Non si tratta di negazione di Dio, ma del fatto, come scrive Ravasi, che “Qohélet è convinto che l’azione divina è impenetrabile e perciò improponibile ogni ricerca di senso, ogni consolatoria religiosa e filosofica”.

Il che vuol dire non ateismo, ma percezione della indecifrabilità del piano divino su di noi, che è cosa assai diversa. Scrittori moderni, come Giuliotti e Tozzi, pur credenti, hanno presentato nelle loro opere uno scenario di violenza e brutalità cieche, senza apparente spiegazione, perché talvolta gli uomini si allontanano dalle leggi eterne. In questo caso non Dio si allontana dagli uomini, ma sono loro che prendono le distanze da un Dio che li aveva posti in una natura benevola, e che si sono fatti trascinare da un orgoglio sfrenato, pensando di essere diventati artefici del proprio destino.
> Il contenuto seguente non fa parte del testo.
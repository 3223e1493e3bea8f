//! Spawning, signalling, and waiting on the supervised service.
//!
//! The service is launched in its own session so that it survives the
//! controller and so that signals can address the whole process group,
//! including any grandchildren a launcher wrapper such as `dotnet run`
//! forks.

use std::fs::OpenOptions;
use std::io;
use std::path::{Path, PathBuf};
use std::process::{Child, Command, Stdio};
use std::time::{Duration, Instant};

use tracing::{debug, info};
use warden_config::EnvAssignment;

use super::LIFECYCLE_TARGET;
use super::error::LifecycleError;
use super::interrupt::{InterruptFlag, POLL_INTERVAL};
use super::probe::{LivenessProbe, SystemProbe};

/// Result of delivering a termination signal.
#[derive(Debug, Clone, Copy, PartialEq, Eq)]
pub enum SignalDelivery {
    Delivered,
    AlreadyExited,
}

/// Control surface over a running service process.
pub trait ProcessHandle {
    fn pid(&self) -> u32;

    /// Requests a graceful shutdown.
    fn send_graceful(&mut self) -> Result<SignalDelivery, LifecycleError>;

    /// Terminates the process unconditionally.
    fn send_forceful(&mut self) -> Result<SignalDelivery, LifecycleError>;

    /// Waits up to `timeout` for the process to exit, returning whether it did.
    fn wait(&mut self, timeout: Duration) -> Result<bool, LifecycleError>;
}

/// Everything needed to launch the service.
#[derive(Debug, Clone, PartialEq, Eq)]
pub struct LaunchSpec {
    pub program: String,
    pub args: Vec<String>,
    pub env: Vec<EnvAssignment>,
    pub log_path: PathBuf,
}

impl LaunchSpec {
    /// Builds a spec from an argv, returning `None` when it is empty.
    pub fn from_argv(argv: &[String], env: &[EnvAssignment], log_path: &Path) -> Option<Self> {
        let (program, args) = argv.split_first()?;
        Some(Self {
            program: program.clone(),
            args: args.to_vec(),
            env: env.to_vec(),
            log_path: log_path.to_path_buf(),
        })
    }
}

/// Creates and reattaches to service processes.
pub trait ProcessLauncher {
    type Handle: ProcessHandle;

    /// Launches the service detached from the controller.
    fn spawn(&self, spec: &LaunchSpec) -> Result<Self::Handle, LifecycleError>;

    /// Rebuilds a handle for a process started by an earlier invocation.
    fn attach(&self, pid: u32) -> Self::Handle;
}

/// Launcher backed by the host operating system.
#[derive(Debug, Clone, Default)]
pub struct SystemLauncher {
    interrupt: InterruptFlag,
}

impl SystemLauncher {
    pub fn new(interrupt: InterruptFlag) -> Self {
        Self { interrupt }
    }
}

impl ProcessLauncher for SystemLauncher {
    type Handle = SystemProcess;

    fn spawn(&self, spec: &LaunchSpec) -> Result<Self::Handle, LifecycleError> {
        let log = OpenOptions::new()
            .create(true)
            .write(true)
            .truncate(true)
            .open(&spec.log_path)
            .map_err(|source| LifecycleError::OpenLog {
                path: spec.log_path.clone(),
                source,
            })?;
        let log_for_stderr = log.try_clone().map_err(|source| LifecycleError::OpenLog {
            path: spec.log_path.clone(),
            source,
        })?;

        let mut command = Command::new(&spec.program);
        command
            .args(&spec.args)
            .envs(spec.env.iter().map(|entry| (&entry.key, &entry.value)))
            .stdin(Stdio::null())
            .stdout(Stdio::from(log))
            .stderr(Stdio::from(log_for_stderr));
        detach(&mut command)?;

        let child = command.spawn().map_err(|source| LifecycleError::Spawn {
            program: spec.program.clone(),
            source,
        })?;
        info!(
            target: LIFECYCLE_TARGET,
            pid = child.id(),
            program = %spec.program,
            log = %spec.log_path.display(),
            "service spawned"
        );
        Ok(SystemProcess {
            pid: child.id(),
            child: Some(child),
            interrupt: self.interrupt.clone(),
        })
    }

    fn attach(&self, pid: u32) -> Self::Handle {
        SystemProcess {
            pid,
            child: None,
            interrupt: self.interrupt.clone(),
        }
    }
}

#[cfg(unix)]
fn detach(command: &mut Command) -> Result<(), LifecycleError> {
    use std::os::unix::process::CommandExt;

    // SAFETY: setsid(2) is async-signal-safe and the closure neither
    // allocates nor touches shared state between fork and exec.
    unsafe {
        command.pre_exec(|| {
            nix::unistd::setsid()
                .map(drop)
                .map_err(io::Error::from)
        });
    }
    Ok(())
}

#[cfg(not(unix))]
fn detach(_command: &mut Command) -> Result<(), LifecycleError> {
    Err(LifecycleError::UnsupportedPlatform)
}

/// A service process owned by this invocation or attached by pid.
#[derive(Debug)]
pub struct SystemProcess {
    pid: u32,
    child: Option<Child>,
    interrupt: InterruptFlag,
}

impl SystemProcess {
    fn has_exited(&mut self) -> Result<bool, LifecycleError> {
        if let Some(child) = self.child.as_mut() {
            return child
                .try_wait()
                .map(|status| status.is_some())
                .map_err(|source| LifecycleError::MonitorChild {
                    pid: self.pid,
                    source,
                });
        }
        Ok(!SystemProbe.is_alive(self.pid))
    }

    #[cfg(unix)]
    fn signal(&self, signal: nix::sys::signal::Signal) -> Result<SignalDelivery, LifecycleError> {
        use nix::errno::Errno;
        use nix::sys::signal::{kill, killpg};

        let target = super::probe::signal_target(self.pid).ok_or(LifecycleError::InvalidPid {
            pid: self.pid,
            reason: "pid cannot be addressed by a signal",
        })?;
        let result = killpg(target, signal).or_else(|group_error| {
            debug!(
                target: LIFECYCLE_TARGET,
                pid = self.pid,
                error = %group_error,
                "process group signal failed; signalling pid directly"
            );
            kill(target, signal)
        });
        match result {
            Ok(()) => {
                debug!(target: LIFECYCLE_TARGET, pid = self.pid, %signal, "signal delivered");
                Ok(SignalDelivery::Delivered)
            }
            Err(Errno::ESRCH) => Ok(SignalDelivery::AlreadyExited),
            Err(errno) => Err(LifecycleError::SignalFailed {
                pid: self.pid,
                source: io::Error::from(errno),
            }),
        }
    }
}

impl ProcessHandle for SystemProcess {
    fn pid(&self) -> u32 {
        self.pid
    }

    #[cfg(unix)]
    fn send_graceful(&mut self) -> Result<SignalDelivery, LifecycleError> {
        self.signal(nix::sys::signal::Signal::SIGTERM)
    }

    #[cfg(not(unix))]
    fn send_graceful(&mut self) -> Result<SignalDelivery, LifecycleError> {
        Err(LifecycleError::UnsupportedPlatform)
    }

    #[cfg(unix)]
    fn send_forceful(&mut self) -> Result<SignalDelivery, LifecycleError> {
        self.signal(nix::sys::signal::Signal::SIGKILL)
    }

    #[cfg(not(unix))]
    fn send_forceful(&mut self) -> Result<SignalDelivery, LifecycleError> {
        Err(LifecycleError::UnsupportedPlatform)
    }

    fn wait(&mut self, timeout: Duration) -> Result<bool, LifecycleError> {
        let deadline = Instant::now() + timeout;
        loop {
            if self.has_exited()? {
                return Ok(true);
            }
            self.interrupt.check()?;
            let remaining = deadline.saturating_duration_since(Instant::now());
            if remaining.is_zero() {
                return Ok(false);
            }
            std::thread::sleep(remaining.min(POLL_INTERVAL));
        }
    }
}
use std::io::{self, Write};

use super::query::LogQueryOutcome;

/// Writes a query outcome for an operator.
pub(crate) fn render_outcome<W: Write>(outcome: &LogQueryOutcome, stdout: &mut W) -> io::Result<()> {
    match outcome {
        LogQueryOutcome::Missing { path } => {
            writeln!(stdout, "no log yet: {} does not exist", path.display())?;
            writeln!(stdout, "start the service with 'warden start' to capture output")?;
        }
        LogQueryOutcome::Empty => writeln!(stdout, "log file is empty")?,
        LogQueryOutcome::NoMatches => writeln!(stdout, "no matching log entries found")?,
        LogQueryOutcome::Records(records) => {
            for record in records {
                writeln!(stdout, "{}", record.text)?;
            }
            let noun = if records.len() == 1 { "line" } else { "lines" };
            writeln!(stdout)?;
            writeln!(stdout, "--- {} {noun} shown ---", records.len())?;
        }
    }
    stdout.flush()
}

#[cfg(test)]
mod tests {
    use super::*;
    use crate::logs::query::LogRecord;
    use std::path::PathBuf;

    fn render(outcome: &LogQueryOutcome) -> String {
        let mut buffer = Vec::new();
        render_outcome(outcome, &mut buffer).expect("render");
        String::from_utf8(buffer).expect("utf8")
    }

    #[test]
    fn records_are_followed_by_a_summary() {
        let outcome = LogQueryOutcome::Records(vec![
            LogRecord {
                line_number: 7,
                text: String::from("fail: boom"),
            },
            LogRecord {
                line_number: 9,
                text: String::from("fail: again"),
            },
        ]);
        assert_eq!(
            render(&outcome),
            "fail: boom\nfail: again\n\n--- 2 lines shown ---\n"
        );
    }

    #[test]
    fn single_record_summary_is_singular() {
        let outcome = LogQueryOutcome::Records(vec![LogRecord {
            line_number: 1,
            text: String::from("ready"),
        }]);
        assert!(render(&outcome).ends_with("ready\n\n--- 1 line shown ---\n"));
    }

    #[test]
    fn missing_log_points_at_start() {
        let outcome = LogQueryOutcome::Missing {
            path: PathBuf::from(".warden/service.log"),
        };
        let text = render(&outcome);
        assert!(text.contains(".warden/service.log"));
        assert!(text.contains("warden start"));
    }

    #[test]
    fn empty_and_no_match_messages_differ() {
        assert_eq!(render(&LogQueryOutcome::Empty), "log file is empty\n");
        assert_eq!(
            render(&LogQueryOutcome::NoMatches),
            "no matching log entries found\n"
        );
    }
}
Leopardi non è né tutto ateo, né mai tutto convinto dell’esistenza di un Dio trascendente, ma, come uomo consegnato dalla sua stessa cultura a pensieri abissali, indaga costantemente il senso della vita, attingendo, come nota la Marcon, alle radici stesse della fede. Non è una contraddizione, ma una caratteristica della ricerca più autentica.